Marty took a turn, and I idled at the crossroads, watching him go off in the night, listening to the hum of the engine and the blast of the heater. What would happen if I let him go off alone tonight? A farmer or a truck driver might find his body on the road, fresh snow on his hair. I once did the same thing, said I was leaving after my father moved out because of another family he had across town.
And I did. Mom split in two after Dad left. She could get me ready for school one day, but the next she locked her room, only came out when I was hungry. I put Marty in the back seat, just a baby then, and drove mom’s car to my grandma’s house. I was twelve.
You’re not them, I told myself. You’re not them. I turned down the road.
“Come on,” I said with a softer voice. “That’s enough.”
He stopped now and stared ahead. I looked, too. There was nothing, no lights, only dark. In the sky, the slice of the moon looked so fragile it might shatter any moment now, its white pieces coming down like another snowfall. Kara said he was delicate and fraught, and when she told me what that meant, I thought Marty had a heart like this kind of moon above us right now. Maybe everyone had their own kind of moon in them. Full ones and halves. Slivers and curves. Our parents let so much of the dark cover their insides. Dad was flat like the plains, so subdued and faraway it seemed he was out of his body some nights, and when he shook me, he removed himself for good and left us with Mom until I put Marty in the car seat.
“Get in,” I said.
“I never wanted to be left with you,” he said.

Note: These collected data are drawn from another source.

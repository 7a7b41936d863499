//! Bounded pool for blocking PDF and filesystem work.

use crate::error::SorterError;
use std::sync::Arc;
use tokio::sync::Semaphore;
use tokio::task::{self, JoinHandle};
use tracing::warn;

#[derive(Clone)]
pub struct WorkerPool {
    permits: Arc<Semaphore>,
    size: usize,
}

impl WorkerPool {
    pub fn new(size: usize) -> Self {
        let size = size.max(1);
        Self {
            permits: Arc::new(Semaphore::new(size)),
            size,
        }
    }

    pub fn size(&self) -> usize {
        self.size
    }

    /// Runs `job` on a blocking thread once a slot is free and waits for it.
    pub async fn run<F, T>(&self, job: F) -> Result<T, SorterError>
    where
        F: FnOnce() -> T + Send + 'static,
        T: Send + 'static,
    {
        let permit = Arc::clone(&self.permits)
            .acquire_owned()
            .await
            .map_err(|e| SorterError::Worker(e.to_string()))?;
        task::spawn_blocking(move || {
            let _permit = permit;
            job()
        })
        .await
        .map_err(|e| SorterError::Worker(e.to_string()))
    }

    /// Queues `job` without waiting. Failures and panics are only logged.
    pub fn spawn_detached<F>(&self, job: F) -> JoinHandle<()>
    where
        F: FnOnce() + Send + 'static,
    {
        let pool = self.clone();
        tokio::spawn(async move {
            if let Err(e) = pool.run(job).await {
                warn!(error = %e, "background job failed");
            }
        })
    }
}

He walked on, not looking back. I sat there with my foot on the brake. He looked so little against all that snow. I wanted to tell him a story about the day I put him in the car. I wanted to place him in my shoes only for a moment, to see me another way, and then, maybe, he could put me in his, and we’d know enough about each other to never let ourselves drift like our parents.

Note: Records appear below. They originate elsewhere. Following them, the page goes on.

//! MuPDF-backed rasterizer. Page structure operations still go through lopdf.

use crate::{pages, ColorMode, Rasterizer, RenderError, RenderSpec};
use image::codecs::jpeg::JpegEncoder;
use image::ExtendedColorType;
use mupdf::{Colorspace, Document, Matrix, Pixmap};
use std::path::Path;
use tracing::debug;

#[derive(Debug, Default)]
pub struct MupdfRasterizer;

impl MupdfRasterizer {
    pub fn new() -> Self {
        Self
    }
}

fn open(path: &Path) -> Result<Document, RenderError> {
    let open_err = |e: mupdf::Error| RenderError::Open {
        path: path.to_path_buf(),
        message: e.to_string(),
    };
    let doc = Document::open(path.to_string_lossy().as_ref()).map_err(open_err)?;
    if doc.needs_password().map_err(open_err)? {
        return Err(RenderError::Encrypted(path.to_path_buf()));
    }
    Ok(doc)
}

impl Rasterizer for MupdfRasterizer {
    fn render_page(
        &self,
        path: &Path,
        page_num: usize,
        spec: &RenderSpec,
    ) -> Result<Vec<u8>, RenderError> {
        let doc = open(path)?;
        let count = doc
            .page_count()
            .map_err(|e| RenderError::Render(e.to_string()))? as usize;
        if page_num >= count {
            return Err(RenderError::PageOutOfRange {
                page: page_num,
                count,
            });
        }

        let page = doc
            .load_page(page_num as i32)
            .map_err(|e| RenderError::Render(e.to_string()))?;
        let bounds = page
            .bounds()
            .map_err(|e| RenderError::Render(e.to_string()))?;
        let page_width = bounds.x1 - bounds.x0;
        if page_width <= 0.0 {
            return Err(RenderError::Render(format!(
                "page {} has zero width",
                page_num
            )));
        }

        let scale = spec.width as f32 / page_width;
        let transform = Matrix::new_scale(scale, scale);
        let colorspace = match spec.color {
            ColorMode::Gray => Colorspace::device_gray(),
            ColorMode::Rgb => Colorspace::device_rgb(),
        };
        let pixmap = page
            .to_pixmap(&transform, &colorspace, false, false)
            .map_err(|e| RenderError::Render(e.to_string()))?;
        debug!(
            path = %path.display(),
            page = page_num,
            width = pixmap.width(),
            height = pixmap.height(),
            "rendered page"
        );
        encode_jpeg(&pixmap, spec)
    }

    fn count_pages(&self, path: &Path) -> Result<usize, RenderError> {
        pages::count_pages(path)
    }

    fn extract_pages(&self, source: &Path, from: usize, to: usize) -> Result<Vec<u8>, RenderError> {
        pages::extract_pages(source, from, to)
    }
}

fn encode_jpeg(pixmap: &Pixmap, spec: &RenderSpec) -> Result<Vec<u8>, RenderError> {
    let (channels, color_type) = match spec.color {
        ColorMode::Gray => (1usize, ExtendedColorType::L8),
        ColorMode::Rgb => (3usize, ExtendedColorType::Rgb8),
    };
    let n = pixmap.n() as usize;
    if n != channels {
        return Err(RenderError::Encode(format!(
            "expected {} channels, pixmap has {}",
            channels, n
        )));
    }

    let width = pixmap.width() as usize;
    let height = pixmap.height() as usize;
    let stride = pixmap.stride() as usize;
    let row_bytes = width * n;
    let samples = pixmap.samples();
    if row_bytes > stride || samples.len() < stride.saturating_mul(height) {
        return Err(RenderError::Encode("pixmap buffer size mismatch".into()));
    }

    let mut packed = Vec::with_capacity(row_bytes * height);
    for y in 0..height {
        let start = y * stride;
        packed.extend_from_slice(&samples[start..start + row_bytes]);
    }

    let mut out = Vec::new();
    JpegEncoder::new_with_quality(&mut out, spec.quality)
        .encode(&packed, width as u32, height as u32, color_type)
        .map_err(|e| RenderError::Encode(e.to_string()))?;
    Ok(out)
}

You were still asleep as I backed out the car and drove for the first time. It was this car, too, this rusted hatchback. You slept the whole way, and it was the slowest ride of my life, so slow a few cars rushed past from behind, because I wasn’t going to get us in an accident and I wasn’t going to make you cry and I wasn’t going to let you learn the same pain I learned when I said goodbye to Mom behind a closed door, when I carried you to the car, when I followed you down the road, watching you grow small and thin in the dark, thinner than the moon, and I waited for you to get back inside, where it was warm and where I could say what you needed me to say.